Under the auspices of the Peckham Society, I worked with schools, community groups and local residents for almost a year before staging the re-enactment of the photograph. I took 37 primary school pupils through their First World War Special Edition Arts Awards. I held workshops and talks, planning meetings and interviews, and I worked with the police, the council and the security forces to make sure the public would be safe.
At 11am on Monday 11th May 2015 local traffic was halted. Though the reenactment was a well-kept secret due to security concerns, a large crowd had gathered to observe the proceedings, and press photographers from The Times, Guardian and Independent vied for the best view. Children from St. Mary Magdalene Primary School - dressed in Edwardian clothing - took up their poses, echoing the children in the original scene. Officers and soldiers from the Household Cavalry lead their horses into the street, and stood where their counterparts had stood 100 years before. Residents dressed as soldiers, artists and working men and women stood in front of their houses. As the street fell silent, 14-year-old Sidney Moon of Nunhead picked up his trumpet and played the last post, the two officers standing to attention in the centre of the road. Then Joey, the National Theatre’s life-sized horse puppet from War Horse arrived, and the real horses spooked, whinnying and shifting to get a better look at him. They soon settled down as their handlers soothed them, and photographer Vipul Sangoi got his shot.
On the strength of that project I started a Community Interest Company with co-Directors Eleanor Street and Rebecca Cole-Coker. Illuminated Arts develops community-centred arts and heritage projects that change people’s perspective, improves their sense of self, enhances their wellbeing and generates a sense of belonging and pride that benefits the whole community. We have organised a number of projects including:
‘Hairlooms’ – celebrating the traditions, symbolism, cultural significance, customs and beliefs attached to the heritage of African hair. With Me’lange hair salon.
‘Hairlooms Extensions’ – working with Southwark primary school pupils to celebrate natural African hair, change perceptions and focus on pride.

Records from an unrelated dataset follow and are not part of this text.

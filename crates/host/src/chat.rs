use std::collections::VecDeque;

use anyhow::{Result, bail};
use async_trait::async_trait;
use tokio::sync::{Mutex, mpsc};

use crate::message::ChatMessage;

/// Chat-side capabilities the host must supply.  Injected once at
/// construction; a missing capability is a startup error, not something to
/// probe for at every call site.
#[async_trait]
pub trait ChatHost: Send + Sync {
    /// Start receiving every new chat turn, oldest first.  Dropping the
    /// receiver is the unsubscribe.
    async fn subscribe(&self) -> Result<mpsc::UnboundedReceiver<ChatMessage>>;

    /// Post `prompt` as the user and ask the host to generate a reply.
    async fn send_generation_request(&self, prompt: &str) -> Result<()>;

    /// Remove the most recent `n` turns from the chat log.
    async fn delete_recent_turns(&self, n: usize) -> Result<()>;

    /// Name of the character the chat is currently focused on.
    async fn current_character_name(&self) -> Result<Option<String>>;

    /// The full message log, oldest first.
    async fn recent_messages(&self) -> Result<Vec<ChatMessage>>;
}

// ── Scripted adapter ─────────────────────────────────────────────────────────

#[derive(Debug, Default)]
struct ChatState {
    transcript: Vec<ChatMessage>,
    queued_replies: VecDeque<String>,
    subscribers: Vec<mpsc::UnboundedSender<ChatMessage>>,
    sent_prompts: Vec<String>,
    delete_calls: Vec<usize>,
    character: Option<String>,
}

impl ChatState {
    fn deliver(&mut self, message: ChatMessage) {
        self.transcript.push(message.clone());
        self.subscribers.retain(|tx| tx.send(message.clone()).is_ok());
    }
}

/// In-process [`ChatHost`] that replays a scripted conversation.
///
/// The CLI `record` command loads a transcript file into one of these; tests
/// queue replies ahead of time and watch which prompts and deletions the
/// code under test issued.
#[derive(Debug, Default)]
pub struct ScriptedChat {
    state: Mutex<ChatState>,
}

impl ScriptedChat {
    pub fn new() -> Self {
        Self::default()
    }

    pub fn from_transcript(transcript: Vec<ChatMessage>) -> Self {
        Self {
            state: Mutex::new(ChatState {
                transcript,
                ..ChatState::default()
            }),
        }
    }

    pub async fn set_character(&self, name: impl Into<String>) {
        self.state.lock().await.character = Some(name.into());
    }

    /// Queue the assistant reply the next generation request produces.
    pub async fn queue_reply(&self, text: impl Into<String>) {
        self.state.lock().await.queued_replies.push_back(text.into());
    }

    /// Append a turn to the transcript and fan it out to subscribers.
    pub async fn push(&self, message: ChatMessage) {
        self.state.lock().await.deliver(message);
    }

    pub async fn sent_prompts(&self) -> Vec<String> {
        self.state.lock().await.sent_prompts.clone()
    }

    pub async fn delete_calls(&self) -> Vec<usize> {
        self.state.lock().await.delete_calls.clone()
    }

    pub async fn transcript(&self) -> Vec<ChatMessage> {
        self.state.lock().await.transcript.clone()
    }
}

#[async_trait]
impl ChatHost for ScriptedChat {
    async fn subscribe(&self) -> Result<mpsc::UnboundedReceiver<ChatMessage>> {
        let (tx, rx) = mpsc::unbounded_channel();
        self.state.lock().await.subscribers.push(tx);
        Ok(rx)
    }

    async fn send_generation_request(&self, prompt: &str) -> Result<()> {
        let mut state = self.state.lock().await;
        state.sent_prompts.push(prompt.to_string());
        state.deliver(ChatMessage::user(prompt));
        if let Some(reply) = state.queued_replies.pop_front() {
            state.deliver(ChatMessage::assistant(reply));
        }
        Ok(())
    }

    async fn delete_recent_turns(&self, n: usize) -> Result<()> {
        let mut state = self.state.lock().await;
        state.delete_calls.push(n);
        if state.transcript.len() < n {
            bail!(
                "chat has {} turns, cannot delete {n}",
                state.transcript.len()
            );
        }
        let keep = state.transcript.len() - n;
        state.transcript.truncate(keep);
        Ok(())
    }

    async fn current_character_name(&self) -> Result<Option<String>> {
        Ok(self.state.lock().await.character.clone())
    }

    async fn recent_messages(&self) -> Result<Vec<ChatMessage>> {
        Ok(self.state.lock().await.transcript.clone())
    }
}

// ── Tests ────────────────────────────────────────────────────────────────────
impl Shared {
    /// Character the entry is filed under: the session override, else the
    /// chat's ambient character, else the fallback.
    async fn effective_character(&self, custom: Option<&str>) -> String {
        if let Some(name) = custom {
            let name = name.trim();
            if !name.is_empty() {
                return name.to_string();
            }
        }
        match self.chat.current_character_name().await {
            Ok(Some(name)) if !name.trim().is_empty() => name.trim().to_string(),
            Ok(_) => FALLBACK_CHARACTER.to_string(),
            Err(error) => {
                warn!(%error, "could not read the current character, using the fallback");
                FALLBACK_CHARACTER.to_string()
            }
        }
    }

    /// The save pipeline both paths share: resolve the character, store
    /// the entry, then clean up the chat at most once per guard window.
    async fn save_and_clean(
        &self,
        fields: &DiaryFields,
        custom: Option<&str>,
        deletion_executed: &mut bool,
    ) -> Result<DiaryEntry, StoreError> {
        let character = self.effective_character(custom).await;
        let entry = self.store.create(fields, &character).await?;
        self.notices.notify(Notice::success(
            format!("日记\"{}\"已保存", entry.title),
            "保存成功",
        ));

        if self.listener.auto_delete_messages && !*deletion_executed {
            *deletion_executed = true;
            self.cleanup_chat().await;
        }
        Ok(entry)
    }

    /// Removes the prompt turn and the reply turn.  Failure downgrades
    /// to a partial-success notice; the saved diary stays saved.
    async fn cleanup_chat(&self) {
        tokio::time::sleep(self.listener.pre_deletion_delay()).await;
        match self.chat.recent_messages().await {
            Ok(log) if log.len() < 2 => {
                warn!(turns = log.len(), "chat too short to clean up, skipping");
                return;
            }
            Ok(_) => {}
            Err(error) => {
                warn!(%error, "could not read the chat before cleanup");
                self.notices
                    .notify(Notice::warning("日记已保存，但删除聊天记录失败", "部分成功"));
                return;
            }
        }
        match self.chat.delete_recent_turns(2).await {
            Ok(()) => {
                self.notices
                    .notify(Notice::info("聊天记录已自动清理", "日记保存完成"));
            }
            Err(error) => {
                warn!(%error, "chat cleanup after save failed");
                self.notices
                    .notify(Notice::warning("日记已保存，但删除聊天记录失败", "部分成功"));
            }
        }
    }
}
// ── Tests ────────────────────────────────────────────────────────────────────

#[cfg(test)]
mod tests {
    use super::*;

    fn fields() -> DiaryFields {
        DiaryFields {
            title: "海边的一天".to_string(),
            timestamp: "2024年5月1日".to_string(),
            body: "今天很开心".to_string(),
        }
    }

    fn session(profile: DeviceProfile) -> Session {
        Session::new(3, profile)
    }

    fn listening(profile: DeviceProfile) -> Session {
        let (session, _) = step(
            session(profile),
            Event::Start { custom_character: None },
        );
        let (session, _) = step(session, Event::PresetPrepared(PresetSwapRecord::unswapped()));
        assert_eq!(session.phase, Phase::Listening);
        session
    }

    fn processing(profile: DeviceProfile) -> Session {
        let (session, _) = step(listening(profile), Event::MessageParsed(fields()));
        assert_eq!(session.phase, Phase::Processing);
        session
    }

    // ── Start ──────────────────────────────────────────────────────────────

    #[test]
    fn start_from_idle_prepares() {
        let (session, effects) = step(
            session(DeviceProfile::Desktop),
            Event::Start {
                custom_character: Some("小雨".to_string()),
            },
        );
        assert_eq!(session.phase, Phase::Preparing);
        assert_eq!(session.custom_character.as_deref(), Some("小雨"));
        assert_eq!(effects, vec![Effect::PreparePreset]);
    }

    #[test]
    fn start_resets_a_finished_session() {
        let mut worn = session(DeviceProfile::Desktop);
        worn.phase = Phase::FailedTerminal;
        worn.retry_count = 3;
        worn.warning_shown = true;
        worn.deletion_executed = true;
        worn.custom_character = Some("旧角色".to_string());

        let (fresh, effects) = step(worn, Event::Start { custom_character: None });
        assert_eq!(fresh.phase, Phase::Preparing);
        assert_eq!(fresh.retry_count, 0);
        assert!(!fresh.warning_shown);
        assert!(!fresh.deletion_executed);
        assert_eq!(fresh.custom_character, None);
        assert_eq!(effects, vec![Effect::PreparePreset]);
    }

    // ── Preset outcomes ────────────────────────────────────────────────────

    #[test]
    fn prepared_arms_sends_and_notifies() {
        let (session, _) = step(
            session(DeviceProfile::Desktop),
            Event::Start { custom_character: None },
        );
        let swap = PresetSwapRecord {
            switched: true,
            previous: Some("默认".to_string()),
        };
        let (session, effects) = step(session, Event::PresetPrepared(swap.clone()));
        assert_eq!(session.phase, Phase::Listening);
        assert_eq!(session.preset_swap, swap);
        assert_eq!(
            effects,
            vec![Effect::ArmListener, Effect::SendPrompt, Effect::NotifyArmed]
        );
    }

    #[test]
    fn desktop_preset_failure_is_terminal() {
        let (session, _) = step(
            session(DeviceProfile::Desktop),
            Event::Start { custom_character: None },
        );
        let (session, effects) = step(session, Event::PresetFailed);
        assert_eq!(session.phase, Phase::FailedTerminal);
        assert_eq!(effects, vec![Effect::Teardown]);
    }

    #[test]
    fn mobile_preset_failure_proceeds_unswapped() {
        let (session, _) = step(
            session(DeviceProfile::Mobile),
            Event::Start { custom_character: None },
        );
        let (session, effects) = step(session, Event::PresetFailed);
        assert_eq!(session.phase, Phase::Listening);
        assert_eq!(session.preset_swap, PresetSwapRecord::unswapped());
        assert_eq!(
            effects,
            vec![Effect::ArmListener, Effect::SendPrompt, Effect::NotifyArmed]
        );
    }

    // ── Listening ──────────────────────────────────────────────────────────

    #[test]
    fn parsed_message_starts_processing() {
        let (session, effects) = step(
            listening(DeviceProfile::Desktop),
            Event::MessageParsed(fields()),
        );
        assert_eq!(session.phase, Phase::Processing);
        assert_eq!(effects, vec![Effect::Persist(fields())]);
    }

    #[test]
    fn missed_message_keeps_listening() {
        let (session, effects) = step(listening(DeviceProfile::Desktop), Event::MessageMissed);
        assert_eq!(session.phase, Phase::Listening);
        assert!(effects.is_empty());
    }

    #[test]
    fn timeout_is_terminal_with_one_warning() {
        let (session, effects) = step(listening(DeviceProfile::Desktop), Event::TimeoutElapsed);
        assert_eq!(session.phase, Phase::FailedTerminal);
        assert!(session.warning_shown);
        assert_eq!(effects, vec![Effect::NotifyTimeout, Effect::Teardown]);

        let (session, effects) = step(session, Event::TimeoutElapsed);
        assert_eq!(session.phase, Phase::FailedTerminal);
        assert!(effects.is_empty());
    }

    // ── Processing outcomes ────────────────────────────────────────────────

    #[test]
    fn save_success_succeeds_then_settles_idle() {
        let (session, effects) = step(processing(DeviceProfile::Desktop), Event::SaveSucceeded);
        assert_eq!(session.phase, Phase::Succeeded);
        assert_eq!(effects, vec![Effect::Teardown]);

        let (session, effects) = step(session, Event::Stop);
        assert_eq!(session.phase, Phase::Idle);
        assert!(effects.is_empty());
    }

    #[test]
    fn save_failure_schedules_retry_and_resets_deletion_guard() {
        let mut session = processing(DeviceProfile::Desktop);
        session.deletion_executed = true;

        let (session, effects) = step(session, Event::SaveFailed { retryable: true });
        assert_eq!(session.phase, Phase::FailedRetryable);
        assert_eq!(session.retry_count, 1);
        assert!(!session.deletion_executed);
        assert_eq!(effects, vec![Effect::ScheduleRetry]);
    }

    #[test]
    fn rejected_save_returns_to_listening_without_spending_retries() {
        let (session, effects) = step(
            processing(DeviceProfile::Desktop),
            Event::SaveFailed { retryable: false },
        );
        assert_eq!(session.phase, Phase::Listening);
        assert_eq!(session.retry_count, 0);
        assert!(effects.is_empty());
    }

    #[test]
    fn backoff_rearms_without_preparing_the_preset_again() {
        let (session, _) = step(
            processing(DeviceProfile::Desktop),
            Event::SaveFailed { retryable: true },
        );
        let (session, effects) = step(session, Event::BackoffElapsed);
        assert_eq!(session.phase, Phase::Listening);
        assert_eq!(
            effects,
            vec![Effect::ArmListener, Effect::SendPrompt, Effect::NotifyRetrying]
        );
    }

    #[test]
    fn exhausted_budget_is_terminal_with_one_warning() {
        let mut session = processing(DeviceProfile::Desktop);
        session.retry_count = session.max_retries;

        let (session, effects) = step(session, Event::SaveFailed { retryable: true });
        assert_eq!(session.phase, Phase::FailedTerminal);
        assert!(session.warning_shown);
        assert_eq!(effects, vec![Effect::NotifyExhausted, Effect::Teardown]);

        let (session, effects) = step(session, Event::SaveFailed { retryable: true });
        assert_eq!(session.phase, Phase::FailedTerminal);
        assert!(effects.is_empty());
    }

    #[test]
    fn zero_max_retries_goes_terminal_on_first_failure() {
        let mut session = Session::new(0, DeviceProfile::Desktop);
        session.phase = Phase::Processing;

        let (session, effects) = step(session, Event::SaveFailed { retryable: true });
        assert_eq!(session.phase, Phase::FailedTerminal);
        assert_eq!(effects, vec![Effect::NotifyExhausted, Effect::Teardown]);
    }

    // ── Stop and absorption ────────────────────────────────────────────────

    #[test]
    fn stop_tears_down_from_any_live_phase() {
        for build in [listening, processing] {
            let (session, effects) = step(build(DeviceProfile::Desktop), Event::Stop);
            assert_eq!(session.phase, Phase::Idle);
            assert_eq!(effects, vec![Effect::Teardown]);
        }

        let (retrying, _) = step(
            processing(DeviceProfile::Desktop),
            Event::SaveFailed { retryable: true },
        );
        let (session, effects) = step(retrying, Event::Stop);
        assert_eq!(session.phase, Phase::Idle);
        assert_eq!(effects, vec![Effect::Teardown]);
    }

    #[test]
    fn stop_is_idempotent() {
        let (session, _) = step(listening(DeviceProfile::Desktop), Event::Stop);
        let (session, effects) = step(session, Event::Stop);
        assert_eq!(session.phase, Phase::Idle);
        assert!(effects.is_empty());
    }

    #[test]
    fn terminal_phase_absorbs_messages() {
        let (terminal, _) = step(listening(DeviceProfile::Desktop), Event::TimeoutElapsed);

        for event in [
            Event::MessageParsed(fields()),
            Event::MessageMissed,
            Event::SaveFailed { retryable: true },
            Event::BackoffElapsed,
            Event::Stop,
        ] {
            let (session, effects) = step(terminal.clone(), event);
            assert_eq!(session.phase, Phase::FailedTerminal);
            assert!(effects.is_empty());
        }
    }

    #[test]
    fn out_of_phase_events_are_ignored() {
        let idle = session(DeviceProfile::Desktop);
        let (session_after, effects) = step(idle.clone(), Event::BackoffElapsed);
        assert_eq!(session_after, idle);
        assert!(effects.is_empty());

        let (session_after, effects) = step(
            idle.clone(),
            Event::PresetPrepared(PresetSwapRecord::unswapped()),
        );
        assert_eq!(session_after, idle);
        assert!(effects.is_empty());

        // A stale timeout during backoff must not kill the retry.
        let (retrying, _) = step(
            processing(DeviceProfile::Desktop),
            Event::SaveFailed { retryable: true },
        );
        let (session_after, effects) = step(retrying.clone(), Event::TimeoutElapsed);
        assert_eq!(session_after, retrying);
        assert!(effects.is_empty());
    }
}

‘Peckham Style’ – promoting Peckham’s unique contribution to fashion and style, working with Peckham-based fashion designers and promoting local businesses. Featuring Samson Saboye.
Our latest project is an 18th century opera/musical set in London in 1772, starring local actress and singer Chisara Agor as Sally and highlighting real-life historical characters such as Julius Soubise and Ignatius Sancho. The story is about women’s financial independence and autonomy and women’s freedom – economic and otherwise – and is written by myself and composed by Idris Rahman and Robin Hopcraft (Soothsayers). It shines a light on hidden history, and is part of our wider campaign to reclaim lost stories through research, retelling and reinvention. Following a grant from Southwark Black History Month in October 2019 we took the project to schools, performing songs from the play as well as providing a brilliant talk on 18th century Black History by Taufiq Bakiranze and Adjani Salmon of The Lit Race (https://twitter.com/thelitrace). On 16th October 2019 a signed evening performance was given at Prince of Peckham with BSL translation superstar Jacqui Beckford and singers Chisara Agor, Lincoln James and Axel Kengne. The play will be moving into production soon so look out for performance dates and venues.